● Activity
A stretch of the entries below is to be set down exactly, running from the line with "Arc::new(Self::default())" through the line with "pub fn clear(&self)", both included, and no other line.

● Extracted information
//! Test doubles for driving the coordinator without a transport or a real
//! rules engine.
//!
//! [`RecordingOutbox`] captures every delivered message in order.
//! [`ScriptedEngine`] accepts any move whose squares differ, alternates the
//! side to move and ends the game after a configured number of plies.
//!
//! Only built for this crate's own tests or with the `testing` feature.

use crate::config::MatchSettings;
use crate::coordinator::MatchCoordinator;
use crate::engine::{AppliedMove, DrawReason, EngineError, RulesEngine, RulesEngineFactory};
use crate::model::{Color, ConnectionId};
use crate::outbox::Outbox;
use crate::protocol::ServerMessage;
use std::sync::{Arc, Mutex, PoisonError};

/// Outbox that records deliveries for later inspection.
#[derive(Debug, Default)]
pub struct RecordingOutbox {
    sent: Mutex<Vec<(ConnectionId, ServerMessage)>>,
}

impl RecordingOutbox {
    pub fn new() -> Arc<Self> {
        Arc::new(Self::default())
    }

    /// Everything delivered so far, in delivery order.
    pub fn messages(&self) -> Vec<(ConnectionId, ServerMessage)> {
        self.sent.lock().unwrap_or_else(PoisonError::into_inner).clone()
    }

    /// Drains the recorded deliveries.
    pub fn take(&self) -> Vec<(ConnectionId, ServerMessage)> {
        std::mem::take(&mut *self.sent.lock().unwrap_or_else(PoisonError::into_inner))
    }

    /// Messages delivered to one connection, in order.
    pub fn for_connection(&self, connection: ConnectionId) -> Vec<ServerMessage> {
        self.messages()
            .into_iter()
            .filter(|(to, _)| *to == connection)
            .map(|(_, message)| message)
            .collect()
    }

    /// Event names delivered to one connection, in order.
    pub fn events_for(&self, connection: ConnectionId) -> Vec<&'static str> {
        self.for_connection(connection)
            .iter()
            .map(ServerMessage::event_name)
            .collect()
    }

    pub fn last_for(&self, connection: ConnectionId) -> Option<ServerMessage> {
        self.for_connection(connection).pop()
    }

    pub fn clear(&self) {
        self.sent.lock().unwrap_or_else(PoisonError::into_inner).clear();
    }
}

impl Outbox for RecordingOutbox {
    fn deliver(&self, connection: ConnectionId, message: &ServerMessage) {
        self.sent
            .lock()
            .unwrap_or_else(PoisonError::into_inner)
            .push((connection, message.clone()));
    }
}

/// How a [`ScriptedEngine`] game plays out.
#[derive(Debug, Clone, Default)]
pub struct Script {
    /// Report checkmate once this many plies have been played.
    pub checkmate_after: Option<usize>,
    /// Report a draw once this many plies have been played.
    pub draw_after: Option<(usize, DrawReason)>,
    /// `(from, to)` pairs rejected as illegal.
    pub illegal: Vec<(String, String)>,
}

/// Permissive engine for lifecycle tests.
#[derive(Debug)]
pub struct ScriptedEngine {
    script: Script,
    turn: Color,
    history: Vec<String>,
}

impl ScriptedEngine {
    pub fn new(script: Script) -> Self {
        Self {
            script,
            turn: Color::White,
            history: Vec::new(),
        }
    }

    fn plies(&self) -> usize {
        self.history.len()
    }
}

impl RulesEngine for ScriptedEngine {
    fn apply_move(&mut self, from: &str, to: &str, promotion: Option<char>) -> Result<AppliedMove, EngineError> {
        if self.is_checkmate() || self.draw_reason().is_some() {
            return Err(EngineError::GameOver);
        }
        let rejected = self.script.illegal.iter().any(|(f, t)| f == from && t == to);
        if from == to || rejected {
            return Err(EngineError::IllegalMove(format!("{from}{to}")));
        }

        let color = self.turn;
        let notation = format!("{from}-{to}");
        self.history.push(notation.clone());
        self.turn = color.opposite();
        Ok(AppliedMove {
            from: from.to_string(),
            to: to.to_string(),
            notation,
            piece: 'p',
            captured: None,
            promotion,
            color,
        })
    }

    fn side_to_move(&self) -> Color {
        self.turn
    }

    fn is_check(&self) -> bool {
        self.is_checkmate()
    }

    fn is_checkmate(&self) -> bool {
        self.script.checkmate_after == Some(self.plies())
    }

    fn draw_reason(&self) -> Option<DrawReason> {
        match self.script.draw_after {
            Some((plies, reason)) if plies == self.plies() => Some(reason),
            _ => None,
        }
    }

    fn serialize_position(&self) -> String {
        format!("scripted:{}:{}", self.plies(), self.turn)
    }

    fn move_history(&self) -> Vec<String> {
        self.history.clone()
    }
}

/// Factory handing out [`ScriptedEngine`]s that share one script.
#[derive(Debug, Clone, Default)]
pub struct ScriptedFactory {
    script: Script,
}

impl ScriptedFactory {
    pub fn new(script: Script) -> Self {
        Self { script }
    }

    pub fn checkmate_after(plies: usize) -> Self {
        Self::new(Script {
            checkmate_after: Some(plies),
            ..Default::default()
        })
    }
}

impl RulesEngineFactory for ScriptedFactory {
    fn new_game(&self) -> Box<dyn RulesEngine> {
        Box::new(ScriptedEngine::new(self.script.clone()))
    }
}

/// Builds an initialized coordinator wired to a fresh [`RecordingOutbox`].
///
/// Must be called from within a Tokio runtime.
pub fn recording_coordinator(
    settings: MatchSettings,
    engines: Arc<dyn RulesEngineFactory>,
) -> (Arc<MatchCoordinator>, Arc<RecordingOutbox>) {
    let outbox = RecordingOutbox::new();
    let coordinator = Arc::new(MatchCoordinator::new(settings, engines, outbox.clone()));
    coordinator.init();
    (coordinator, outbox)
}
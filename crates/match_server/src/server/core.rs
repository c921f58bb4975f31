//! Core match server implementation.
//!
//! `MatchServer` ties the transport pieces together: it owns the
//! coordinator, the connection manager that doubles as the coordinator's
//! outbox, and the security manager guarding the accept loop.

use crate::{
    config::ServerConfig,
    connection::ConnectionManager,
    error::ServerError,
    security::{SecurityManager, SecurityStats},
    server::handlers::handle_connection,
};
use match_core::{CoordinatorStats, MatchCoordinator, RulesEngineFactory, ShakmatyFactory};
use serde::Serialize;
use std::sync::Arc;
use tokio::net::TcpListener;
use tokio::sync::watch;
use tracing::{debug, error, info, warn};

/// Snapshot of server-wide counters.
#[derive(Debug, Clone, Default, PartialEq, Eq, Serialize)]
pub struct ServerStats {
    pub connections: usize,
    pub coordinator: CoordinatorStats,
    pub security: SecurityStats,
}

/// The WebSocket front end of the match coordinator.
///
/// # Architecture
///
/// * **Coordinator**: Owns every match and decides every request
/// * **Connection Management**: Socket lifecycle and outbound queues
/// * **Security**: Per-IP admission, frame limits and rate limiting
///
/// The server holds no match logic itself. Frames are validated, decoded
/// and handed to the coordinator, whose replies come back through the
/// connection manager.
pub struct MatchServer {
    /// Server configuration settings
    config: ServerConfig,

    /// Match lifecycle authority
    coordinator: Arc<MatchCoordinator>,

    /// Manager for client connections and messaging
    connection_manager: Arc<ConnectionManager>,

    /// Inbound protection
    security: Arc<SecurityManager>,

    /// Set to `true` once shutdown is requested
    shutdown_sender: watch::Sender<bool>,
}

impl MatchServer {
    /// Creates a new match server backed by the standard chess rules.
    ///
    /// # Arguments
    ///
    /// * `config` - Configuration parameters for server behavior
    pub fn new(config: ServerConfig) -> Self {
        Self::with_engine(config, Arc::new(ShakmatyFactory))
    }

    /// Creates a new match server with a custom rules engine factory.
    ///
    /// # Arguments
    ///
    /// * `config` - Configuration parameters for server behavior
    /// * `engines` - Factory producing one rules engine per started match
    ///
    /// # Returns
    ///
    /// A server ready to [`start`](Self::start) or [`serve`](Self::serve).
    pub fn with_engine(config: ServerConfig, engines: Arc<dyn RulesEngineFactory>) -> Self {
        let connection_manager = Arc::new(ConnectionManager::new(config.outbound_queue_warn));
        let coordinator = Arc::new(MatchCoordinator::new(
            config.matches.clone(),
            engines,
            connection_manager.clone(),
        ));
        let security = Arc::new(SecurityManager::new(config.security.clone()));
        let (shutdown_sender, _) = watch::channel(false);

        Self {
            config,
            coordinator,
            connection_manager,
            security,
            shutdown_sender,
        }
    }

    /// Binds the configured address and serves until shutdown.
    ///
    /// # Returns
    ///
    /// `Ok(())` if the server stopped cleanly, or `ServerError::Network` if
    /// the address could not be bound.
    pub async fn start(&self) -> Result<(), ServerError> {
        let listener = TcpListener::bind(self.config.bind_address)
            .await
            .map_err(|e| ServerError::Network(format!("Failed to bind {}: {e}", self.config.bind_address)))?;
        self.serve(listener).await
    }

    /// Serves connections from an already bound listener until shutdown.
    ///
    /// # Accept Sequence
    ///
    /// 1. Start the coordinator's expiry loop
    /// 2. Accept sockets, refusing those over the global or per-IP limits
    /// 3. Spawn one handler task per admitted socket
    /// 4. On shutdown, close every socket and drop all matches
    pub async fn serve(&self, listener: TcpListener) -> Result<(), ServerError> {
        let local_addr = listener
            .local_addr()
            .map_err(|e| ServerError::Network(e.to_string()))?;
        info!("🚀 Match server listening on {}", local_addr);

        self.coordinator.init();
        let mut shutdown_receiver = self.shutdown_sender.subscribe();

        loop {
            if *shutdown_receiver.borrow_and_update() {
                info!("Internal shutdown signal received");
                break;
            }

            tokio::select! {
                accepted = listener.accept() => {
                    let (stream, addr) = match accepted {
                        Ok(pair) => pair,
                        Err(e) => {
                            error!("Failed to accept connection: {}", e);
                            continue;
                        }
                    };

                    if self.connection_manager.connection_count() >= self.config.max_connections {
                        warn!("🚫 Refusing {}: connection limit {} reached", addr, self.config.max_connections);
                        continue;
                    }
                    if let Err(e) = self.security.validate_connection(addr.ip()).await {
                        warn!("🛡️ Refusing {}: {}", addr, e);
                        continue;
                    }

                    debug!("🔗 Accepted socket from {}", addr);
                    let coordinator = self.coordinator.clone();
                    let connection_manager = self.connection_manager.clone();
                    let security = self.security.clone();
                    tokio::spawn(async move {
                        if let Err(e) =
                            handle_connection(stream, addr, coordinator, connection_manager, security.clone()).await
                        {
                            error!("Connection error from {}: {}", addr, e);
                        }
                        security.on_disconnect(addr.ip()).await;
                    });
                }
                changed = shutdown_receiver.changed() => {
                    if changed.is_err() {
                        break;
                    }
                }
            }
        }

        info!("🧹 Performing server cleanup...");
        self.connection_manager.kick_all("server shutting down");
        self.coordinator.shutdown().await;
        info!("✅ Server stopped");
        Ok(())
    }

    /// Requests shutdown. Safe to call before or while [`serve`](Self::serve) runs.
    pub fn shutdown(&self) {
        info!("🛑 Shutting down server...");
        self.shutdown_sender.send_replace(true);
    }

    pub fn config(&self) -> &ServerConfig {
        &self.config
    }

    pub fn coordinator(&self) -> Arc<MatchCoordinator> {
        self.coordinator.clone()
    }

    pub fn connection_manager(&self) -> Arc<ConnectionManager> {
        self.connection_manager.clone()
    }

    pub fn security(&self) -> Arc<SecurityManager> {
        self.security.clone()
    }

    /// Number of currently open client connections
    pub fn connection_count(&self) -> usize {
        self.connection_manager.connection_count()
    }

    /// Collects counters from every component
    pub async fn stats(&self) -> ServerStats {
        ServerStats {
            connections: self.connection_manager.connection_count(),
            coordinator: self.coordinator.stats().await,
            security: self.security.get_stats().await,
        }
    }
}

#[cfg(test)]
mod tests {
    use super::*;

    #[tokio::test]
    async fn fresh_server_has_no_connections() {
        let server = MatchServer::new(ServerConfig::default());
        assert_eq!(server.connection_count(), 0);
        assert_eq!(server.stats().await, ServerStats::default());
    }

    #[tokio::test]
    async fn shutdown_requested_before_serve_returns_immediately() {
        let server = MatchServer::new(ServerConfig::default());
        server.shutdown();

        let listener = TcpListener::bind("127.0.0.1:0").await.unwrap();
        let outcome = tokio::time::timeout(std::time::Duration::from_secs(5), server.serve(listener)).await;
        assert!(matches!(outcome, Ok(Ok(()))));
    }

    #[tokio::test]
    async fn start_reports_bind_failure() {
        let taken = TcpListener::bind("127.0.0.1:0").await.unwrap();
        let config = ServerConfig {
            bind_address: taken.local_addr().unwrap(),
            ..Default::default()
        };

        let server = MatchServer::new(config);
        assert!(matches!(server.start().await, Err(ServerError::Network(_))));
    }
}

● Result of the exercise
        Arc::new(Self::default())
    }

    /// Everything delivered so far, in delivery order.
    pub fn messages(&self) -> Vec<(ConnectionId, ServerMessage)> {
        self.sent.lock().unwrap_or_else(PoisonError::into_inner).clone()
    }

    /// Drains the recorded deliveries.
    pub fn take(&self) -> Vec<(ConnectionId, ServerMessage)> {
        std::mem::take(&mut *self.sent.lock().unwrap_or_else(PoisonError::into_inner))
    }

    /// Messages delivered to one connection, in order.
    pub fn for_connection(&self, connection: ConnectionId) -> Vec<ServerMessage> {
        self.messages()
            .into_iter()
            .filter(|(to, _)| *to == connection)
            .map(|(_, message)| message)
            .collect()
    }

    /// Event names delivered to one connection, in order.
    pub fn events_for(&self, connection: ConnectionId) -> Vec<&'static str> {
        self.for_connection(connection)
            .iter()
            .map(ServerMessage::event_name)
            .collect()
    }

    pub fn last_for(&self, connection: ConnectionId) -> Option<ServerMessage> {
        self.for_connection(connection).pop()
    }

    pub fn clear(&self) {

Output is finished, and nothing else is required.